Morto Libero De Rienzo, David di Donatello per “Santa Maradona”

17 luglio 2021

Lutto nel mondo del cinema. E’ morto a 44 anni Libero De Rienzo, ritrovato senza vita giovedì alle 20 in un appartamento in zona Madonna del Riposo, a Roma. Sul posto, oltre ai sanitari del 118, i carabinieri della stazione Madonna del Riposo che indagano sul ritrovamento. Sul corpo di De Rienzo non ci sarebbero segni di violenza. A rinvenire il corpo senza vita dell’attore un amico, preoccupato perché non aveva sue notizie da qualche giorno. Le indagini, coordinate dalla procura di Roma, sono in corso. Non è mancato il cordoglio del Napoli che, su Twitter, ha destinato il suo pensiero a Libero: “La SSC Napoli partecipa al dolore della famiglia De Rienzo per la scomparsa di Libero”.

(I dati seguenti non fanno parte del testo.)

use crate::{error::StoreError, state::GameState};
use std::fs;
use std::io::ErrorKind;
use std::path::{Path, PathBuf};
use std::sync::Mutex;
use tracing::{debug, warn};

/// Key of the single persisted record.
pub const GAME_STATE_KEY: &str = "raspadinha_game_state";

/// One durable slot holding the serialized `GameState`.
///
/// `load` never fails: an unreadable or malformed record is reported as absent so
/// the caller falls back to defaults.
pub trait GameStore {
    fn load(&self) -> Option<GameState>;
    fn save(&self, state: &GameState) -> Result<(), StoreError>;
    fn clear(&self) -> Result<(), StoreError>;
}

fn decode(raw: &str) -> Option<GameState> {
    match serde_json::from_str(raw) {
        Ok(state) => Some(state),
        Err(e) => {
            warn!(error = %e, "discarding malformed game state record");
            None
        }
    }
}

/// Stores the record as `<dir>/raspadinha_game_state.json`.
#[derive(Debug, Clone)]
pub struct FileStore {
    path: PathBuf,
}

impl FileStore {
    pub fn new(dir: impl AsRef<Path>) -> Self {
        Self {
            path: dir.as_ref().join(format!("{GAME_STATE_KEY}.json")),
        }
    }

    pub fn path(&self) -> &Path {
        &self.path
    }
}

impl GameStore for FileStore {
    fn load(&self) -> Option<GameState> {
        match fs::read_to_string(&self.path) {
            Ok(raw) => decode(&raw),
            Err(e) if e.kind() == ErrorKind::NotFound => None,
            Err(e) => {
                warn!(error = %e, path = %self.path.display(), "cannot read game state");
                None
            }
        }
    }

    fn save(&self, state: &GameState) -> Result<(), StoreError> {
        if let Some(dir) = self.path.parent() {
            fs::create_dir_all(dir)?;
        }
        let raw = serde_json::to_string(state)?;
        let tmp = self.path.with_extension("json.tmp");
        fs::write(&tmp, raw)?;
        fs::rename(&tmp, &self.path)?;
        debug!(path = %self.path.display(), "game state saved");
        Ok(())
    }

    fn clear(&self) -> Result<(), StoreError> {
        match fs::remove_file(&self.path) {
            Err(e) if e.kind() != ErrorKind::NotFound => Err(e.into()),
            _ => Ok(()),
        }
    }
}

/// In-process slot; keeps the serialized form so it behaves like `FileStore`.
#[derive(Debug, Default)]
pub struct MemoryStore {
    slot: Mutex<Option<String>>,
}

impl MemoryStore {
    pub fn new() -> Self {
        Self::default()
    }

    /// Seeds the slot with a raw record, valid or not.
    pub fn with_raw(raw: impl Into<String>) -> Self {
        Self {
            slot: Mutex::new(Some(raw.into())),
        }
    }

    pub fn raw(&self) -> Option<String> {
        self.slot.lock().ok().and_then(|s| s.clone())
    }
}

impl GameStore for MemoryStore {
    fn load(&self) -> Option<GameState> {
        let slot = self.slot.lock().ok()?;
        slot.as_deref().and_then(decode)
    }

    fn save(&self, state: &GameState) -> Result<(), StoreError> {
        let raw = serde_json::to_string(state)?;
        *self.slot.lock().map_err(|_| StoreError::Poisoned)? = Some(raw);
        Ok(())
    }

    fn clear(&self) -> Result<(), StoreError> {
        *self.slot.lock().map_err(|_| StoreError::Poisoned)? = None;
        Ok(())
    }
}

impl<T: GameStore + ?Sized> GameStore for &T {
    fn load(&self) -> Option<GameState> {
        (**self).load()
    }

    fn save(&self, state: &GameState) -> Result<(), StoreError> {
        (**self).save(state)
    }

    fn clear(&self) -> Result<(), StoreError> {
        (**self).clear()
    }
}

impl<T: GameStore + ?Sized> GameStore for Box<T> {
    fn load(&self) -> Option<GameState> {
        (**self).load()
    }

    fn save(&self, state: &GameState) -> Result<(), StoreError> {
        (**self).save(state)
    }

    fn clear(&self) -> Result<(), StoreError> {
        (**self).clear()
    }
}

Napoletano, 44 anni, De Rienzo si era appassionato al mondo del cinema seguendo la carriera del padre, Fiore De Rienzo, aiuto regista di Citto Maselli. Ha vinto come miglior attore non protagonista, nel 2002, il David di Donatello con il film di Marco Ponti “Santa Maradona” (2001). Nel 2004 ricopre il ruolo da protagonista nel film “A/R Andata + Ritorno” insieme a Vanessa Incontrada. Oltre ad essere attore si è cimentato anche come sceneggiatore e regista nella pellicola “Sangue – La morte non esiste” con cui ottiene diversi riconoscimenti. Ha lavorato in alcune produzioni televisive, tra cui il film tv “Più leggero non basta” (1998), regia di Elisabetta Lodoli, e le miniserie tv “Nassiriya – Per non dimenticare” (2007), regia di Michele Soavi, e “Aldo Moro – Il presidente” (2008), regia di Gianluca Maria Tavarelli.

Nel 2009 è tornato sul grande schermo con il film “Fortapasc”, regia di Marco Risi, dove ricopriva il ruolo di Giancarlo Siani, il giornalista de ‘Il Mattino’ ucciso nel 1985 dalla camorra. Per tale interpretazione ha ricevuto una candidatura al David di Donatello come attore protagonista. Nel 2011 recita in “La kryptonite nella borsa” di Ivan Cotroneo. Nel 2014 è tra i protagonisti di “Smetto quando voglio”, commedia diretta da Sydney Sibilia sulla vicenda di una banda di giovani laureati che si improvvisano spacciatori e per la quale riceve un’altra candidatura al David di Donatello come miglior attore non protagonista.